A copy of the opinion in Farm Credit Services of America v. William Topp is available at: Link to Opinion.

A farmer (“debtor”) in Iowa filed for Chapter 12 bankruptcy. A Chapter 12 bankruptcy is specifically intended for family farmers. A lender financed a portion of the debtor’s farming operations and filed a $595,000 claim in the bankruptcy proceeding concerning the debtor’s default on various loans.

The loans were secured by the debtor’s real estate valued at over $1 million. The debtor’s loans included interest rates ranging from 3.5% to 7.6%.

In Chapter 12 proceedings, secured creditors are entitled to full payment based on the debtor’s future earnings proposed in a plan. However, the debtor’s plan must accommodate each secured creditor by either (1) obtaining the creditor’s acceptance of the plan; (2) surrendering the property securing the claim; or (3) providing the creditor both a lien securing the claim and a promise of future property distributions whose total value “as of the effective date of the plan” is not less than the allowed amount of the claim. § 11 U.S.C. 1225(a)(5).

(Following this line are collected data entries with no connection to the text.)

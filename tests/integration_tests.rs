//! Integration tests using mock HTTP server
//!
//! Tests the full end-to-end flow: conf/*.yml → NetBox list endpoints → output/*.csv

use clap::Parser;
use netbox_export::cli::{validate_definitions, Cli, Runner};
use netbox_export::config::ConnectionSettings;
use netbox_export::engine::{ExportConfig, ExportOutcome, Exporter};
use netbox_export::http::HttpClient;
use netbox_export::loader::load_definitions;
use netbox_export::Error;
use pretty_assertions::assert_eq;
use serde_json::json;
use std::fs;
use std::path::Path;
use tempfile::{tempdir, TempDir};
use wiremock::matchers::{header, method, path, query_param};
use wiremock::{Mock, MockServer, ResponseTemplate};

// ============================================================================
// Helpers
// ============================================================================

const TOKEN: &str = "0123456789abcdef";

fn write_conf(dir: &Path, files: &[(&str, &str)]) {
    for (name, content) in files {
        fs::write(dir.join(name), content).unwrap();
    }
}

fn runner(server: &MockServer, conf: &TempDir, output: &TempDir, args: &[&str]) -> Runner {
    runner_with(server, conf.path(), output, TOKEN, args)
}

fn runner_with(
    server: &MockServer,
    conf_dir: &Path,
    output: &TempDir,
    token: &str,
    args: &[&str],
) -> Runner {
    let conf_dir = conf_dir.to_string_lossy().to_string();
    let output_dir = output.path().to_string_lossy().to_string();
    let uri = server.uri();

    let mut argv = vec![
        "netbox-export",
        "--conf-dir",
        conf_dir.as_str(),
        "--output-dir",
        output_dir.as_str(),
        "--url",
        uri.as_str(),
        "--token",
        token,
    ];
    argv.extend_from_slice(args);

    Runner::new(Cli::try_parse_from(argv).unwrap())
}

fn read_output(output: &TempDir, file: &str) -> String {
    fs::read_to_string(output.path().join(file)).unwrap()
}

async fn mount_regions(server: &MockServer) {
    Mock::given(method("GET"))
        .and(path("/api/dcim/regions/"))
        .and(header("Authorization", format!("Token {TOKEN}").as_str()))
        .respond_with(ResponseTemplate::new(200).set_body_json(json!({
            "count": 2,
            "next": null,
            "previous": null,
            "results": [
                {"id": 1, "name": "Europe", "slug": "europe", "parent": null},
                {"id": 2, "name": "Germany", "slug": "de", "parent": {"id": 1, "name": "Europe", "slug": "europe"}}
            ]
        })))
        .mount(server)
        .await;
}

async fn mount_sites(server: &MockServer) {
    Mock::given(method("GET"))
        .and(path("/api/dcim/sites/"))
        .and(query_param("limit", "2"))
        .respond_with(ResponseTemplate::new(200).set_body_json(json!({
            "count": 3,
            "next": format!("{}/api/dcim/sites/?limit=2&offset=2", server.uri()),
            "previous": null,
            "results": [
                {
                    "id": 10,
                    "name": "FRA1",
                    "status": {"value": "active", "label": "Active"},
                    "region": {"id": 2, "name": "Germany", "slug": "de"},
                    "tenant": null,
                    "tags": [{"id": 1, "name": "Core", "slug": "core"}, {"id": 2, "name": "Prod", "slug": "prod"}],
                    "comments": "Main\nsite"
                },
                {
                    "id": 11,
                    "name": "FRA2",
                    "status": {"value": "planned", "label": "Planned"},
                    "region": {"id": 2, "name": "Germany", "slug": "de"},
                    "tenant": {"id": 5, "name": "Acme", "slug": "acme"},
                    "tags": [],
                    "comments": ""
                }
            ]
        })))
        .up_to_n_times(1)
        .mount(server)
        .await;

    Mock::given(method("GET"))
        .and(path("/api/dcim/sites/"))
        .and(query_param("offset", "2"))
        .respond_with(ResponseTemplate::new(200).set_body_json(json!({
            "count": 3,
            "next": null,
            "previous": "x",
            "results": [
                {
                    "id": 12,
                    "name": "BER1",
                    "status": {"value": "active", "label": "Active"},
                    "region": null,
                    "tenant": null,
                    "tags": [{"id": 1, "name": "Core", "slug": "core"}],
                    "comments": null
                }
            ]
        })))
        .mount(server)
        .await;
}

The lender objected to the debtor’s plan and the debtor did not surrender his property. Ultimately, the parties agreed to a 20-year repayment period but disagreed as to the appropriate interest rate to determine the present value of future payments.

The debtor proposed starting with the 20-year treasury bond rate at the time (1.87%) and adding 2% for a rate of 3.87%. The lender proposed using the current national prime rate (3.25%) with a 2% risk adjustment for a rate of 5.25%. The bankruptcy court affirmed the debtor’s proposal and rounded up the rate to 4%.

The lender appealed to a trial court who affirmed the bankruptcy court’s plan. The lender appealed again to the U.S. Court of Appeals for the Eighth Circuit. 

The Court of Appeals noted how the issue on appeal concerned ensuring that the total present value of future payments to the lender over the plan period equaled or exceeded the allowed value of the claim. 11 U.S.C. § 1225(a)(5); see Till v. SCS Credit Corp., 541 U.S. 465, 474 (2004) (plurality opinion). This essentially meant the discount rate used for the present value calculations “should consist of a risk-free rate, plus additional interest to compensate a creditor for risks posed by the plan.” See United States v. Doud, 869 F.2d 1144, 1146 (8th Cir. 1989).

In arguing for the higher discount rate that included the prime rate in the calculation, the lender relied on an opinion by the Supreme Court of the United States in which the court utilized the prime rate in a formula-based approach resolving a Chapter 13 bankruptcy matter. See Till v. SCS Credit Corp., 541 U.S. 465, 474 (2004). The Appellate Court acknowledged that many courts used Till as guidance to utilize the prime rate in their calculations of the discount rate, but the Eighth Circuit held that Till was not applicable to this case because the question involved evidence that was not before it.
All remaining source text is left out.